Crucially, the structural causes that led to the Brexit vote in 2016 have still not been eliminated. Neither the unequal regional economic development, nor the alienation of entire population groups from the political class, nor the feeling of cultural overload have been resolved by Brexit – quite the opposite. This finding has direct consequences for any discussion about re-entry: A return to the EU that is not accompanied by profound political renewal would be politically difficult to justify and would only further fuel populist forces.
The geopolitical dimension: Great Britain as an indispensable European anchor
Beyond the economic debate, there is a second, strategically equally important level: the geopolitical one. If one considers the developments of the next twenty years—a world of competing great powers with a militarily aggressive Russia, an economically aggressive China, and an America that will not fully maintain its post-1945 transatlantic commitment—it is obvious that the best option for a middle power like Great Britain is to be part of a larger alliance of countries that largely share the same interests and values.

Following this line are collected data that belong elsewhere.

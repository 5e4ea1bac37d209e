use super::*;
use crate::error::TransportError;
use crate::testing::Harness;

#[tokio::test]
async fn active_subscription_reports_meals_remaining() {
    let h = Harness::logged_in("acc", "ref");
    h.transport.respond(
        SUBSCRIPTION_ENDPOINT,
        200,
        r#"{"subscription":{"id":1,"subscription_type":"weekly","meals_remaining":4,"is_active":true}}"#,
    );

    let status = load_subscription(&h.dispatcher).await;

    assert_eq!(status, SubscriptionStatus::Active { meals_remaining: Some(4) });
    assert_eq!(status.label(), "Active");
    assert_eq!(status.meals_remaining_text(), "4");
}

#[tokio::test]
async fn subscription_without_count_is_still_active() {
    let h = Harness::logged_in("acc", "ref");
    h.transport.respond(
        SUBSCRIPTION_ENDPOINT,
        200,
        r#"{"subscription":{"id":1,"meals_remaining":null,"is_active":true}}"#,
    );

    let status = load_subscription(&h.dispatcher).await;

    assert_eq!(status, SubscriptionStatus::Active { meals_remaining: None });
    assert_eq!(status.label(), "Active");
    assert_eq!(status.meals_remaining_text(), "-");
}

#[tokio::test]
async fn null_subscription_is_none_not_error() {
    let h = Harness::logged_in("acc", "ref");
    h.transport
        .respond(SUBSCRIPTION_ENDPOINT, 200, r#"{"subscription":null}"#);

    let status = load_subscription(&h.dispatcher).await;

    assert_eq!(status, SubscriptionStatus::None);
    assert_eq!(status.meals_remaining_text(), "-");
}

#[tokio::test]
async fn subscription_failure_is_unavailable() {
    let h = Harness::logged_in("acc", "ref");
    h.transport
        .fail(SUBSCRIPTION_ENDPOINT, TransportError::Request("offline".to_owned()));

    assert_eq!(load_subscription(&h.dispatcher).await, SubscriptionStatus::Unavailable);
}

#[tokio::test]
async fn balance_reads_wallet_or_zero() {
    let h = Harness::logged_in("acc", "ref");
    h.transport
        .respond(WALLET_ENDPOINT, 200, r#"{"wallet":{"balance":152.5}}"#);
    h.transport.respond(WALLET_ENDPOINT, 200, r#"{"wallet":null}"#);
    h.transport.respond(WALLET_ENDPOINT, 500, "oops");

    assert!((load_balance(&h.dispatcher).await - 152.5).abs() < f64::EPSILON);
    assert!(load_balance(&h.dispatcher).await.abs() < f64::EPSILON);
    assert!(load_balance(&h.dispatcher).await.abs() < f64::EPSILON);
}

#[tokio::test]
async fn summary_loads_sequentially_and_falls_back_independently() {
    let h = Harness::logged_in("acc", "ref");
    h.transport.respond(SUBSCRIPTION_ENDPOINT, 503, "");
    h.transport
        .respond(WALLET_ENDPOINT, 200, r#"{"wallet":{"balance":20}}"#);

    let summary = load_account_summary(&h.dispatcher).await;

    assert_eq!(summary.subscription, SubscriptionStatus::Unavailable);
    assert!((summary.balance - 20.0).abs() < f64::EPSILON);
    let urls: Vec<_> = h.transport.requests().into_iter().map(|r| r.url).collect();
    assert_eq!(urls, vec![SUBSCRIPTION_ENDPOINT.to_owned(), WALLET_ENDPOINT.to_owned()]);
}

#[test]
fn format_balance_uses_two_decimals() {
    assert_eq!(format_balance(0.0), "0.00 ₽");
    assert_eq!(format_balance(99.999), "100.00 ₽");
}

#[test]
fn render_summary_includes_all_tiles() {
    let html = render_account_summary(&AccountSummary {
        subscription: SubscriptionStatus::Active { meals_remaining: Some(3) },
        balance: 12.3,
    });
    assert!(html.contains(">Active<"));
    assert!(html.contains(">3<"));
    assert!(html.contains(">12.30 ₽<"));

    let html = render_account_summary(&AccountSummary { subscription: SubscriptionStatus::None, balance: 0.0 });
    assert!(html.contains(">None<"));
    assert!(html.contains(">-<"));
}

The same applies in reverse: For the EU, it would be a significant strategic gain to reintegrate Great Britain, with its liberal democratic tradition, its innovative strength, its global financial center London, and above all its considerable military power, into the union. The country possesses nuclear weapons, a permanent seat on the UN Security Council, and one of the most powerful militaries in Europe – resources that are lacking in an expanded European security architecture.
Napoleon's credo that a country's geography determines its fate has lost none of its geopolitical validity. Brexit was an attempt to disregard this – and it has failed miserably after ten years. The rapprochement at the 2025 EU-UK summit was a first step towards at least partially correcting this historical mistake. Whether this will lead to a full re-entry depends on political decisions that will only be made in the 2030s.
Signaling effect for the world order: What a rejoining would mean
A British return to the EU would be more than a national political event – it would send a global signal. The old continent, long since relegated to the second tier by both the US and China, would make a powerful comeback on the world stage. An enlarged, strengthened, and more secure EU would be a different player in the competition between great powers than the fragmented union of recent years, teetering on the brink of internal populism.
It would also send a global signal against the specters of populist nationalism unleashed by Brexit in 2016. Autocrats like Donald Trump, Vladimir Putin, and Xi Jinping, who rely on the power-political strategy of "divide and rule," would face a fundamental challenge to their worldview: that cooperation is stronger than isolation, that multilateral commitments do not diminish sovereignty but rather make it effective.
But this historic moment has not yet arrived. The scars of Brexit are deep, and mistrust on both sides of the English Channel is considerable. Half of Britons polled favor a referendum after the next general election in 2029 – which could become the real showdown between pro-Europeans and isolationist forces. Until then, the question of whether the United Kingdom, after a decade gone astray, will find its way back to reason – and to Europe – remains arguably the most pressing geopolitical question of the coming decade on the European continent.